-- Exercise directions --
Only the lines from the one that contains "pub use builder::RuleBuilder;" to the end of the material below are wanted, each duplicated exactly.
═══ Input material
//! Conditional-logic rule management: builder-local rule state, the commit
//! and delete engine, and the expression-compiler seam.

pub mod builder;
pub mod engine;
pub mod expression;

pub use builder::RuleBuilder;
pub use engine::RuleEngine;
pub use expression::{CanonicalCompiler, ExpressionCompiler};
══════
-- The answer --
pub use builder::RuleBuilder;
pub use engine::RuleEngine;
pub use expression::{CanonicalCompiler, ExpressionCompiler};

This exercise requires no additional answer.